● **Study material**:
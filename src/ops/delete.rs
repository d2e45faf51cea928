use std::time::Instant;

use tracing::info;

use crate::builder::SearchBuilder;
use crate::error::Result;
use crate::fsops;
use crate::progress::{OperationKind, Reporter};
use crate::results::Outcome;
use crate::traits::ProgressSink;

/// Delete every match of a search.
///
/// ```rust,no_run
/// use trawl::ops::DeleteOperation;
/// use trawl::{Filter, MatcherOptions};
///
/// let search = trawl::search("/tmp/build")
///     .files(MatcherOptions::named(Filter::new(r"\.o$")?));
/// let outcome = DeleteOperation::new().dry_run(true).run(search)?;
/// println!("{} files would go", outcome.telemetry.deleted);
/// # Ok::<(), trawl::TrawlError>(())
/// ```
#[derive(Default)]
pub struct DeleteOperation<'a> {
    content_only: bool,
    dry_run: bool,
    progress: Option<Box<dyn ProgressSink + 'a>>,
}

impl<'a> DeleteOperation<'a> {
    pub fn new() -> Self {
        Self::default()
    }

    /// Empty matched directories instead of removing them.
    pub fn content_only(mut self, yes: bool) -> Self {
        self.content_only = yes;
        self
    }

    pub fn dry_run(mut self, yes: bool) -> Self {
        self.dry_run = yes;
        self
    }

    pub fn progress(mut self, sink: impl ProgressSink + 'a) -> Self {
        self.progress = Some(Box::new(sink));
        self
    }

    pub fn run(self, search: SearchBuilder) -> Result<Outcome> {
        let started = Instant::now();
        let mut reporter = Reporter::new(self.progress, self.dry_run);
        let mut walker = search.can_recurse_match(false).build()?;
        info!(root = ?walker.root(), content_only = self.content_only, "delete started");

        while let Some(entry) = super::next_match(&mut walker, &mut reporter)? {
            let path = entry.path();
            let content_only = self.content_only && entry.is_directory();
            reporter.apply(OperationKind::Delete, path, None, || {
                if content_only {
                    fsops::remove_contents(path)
                } else {
                    fsops::remove(path)
                }
            });
        }

        Ok(super::finish(&walker, reporter, started, false))
    }
}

● **Exercise instructions**:
Provide the count of lines in the entries above that hold the word "path", and leave out everything else.

● **Written response**:
4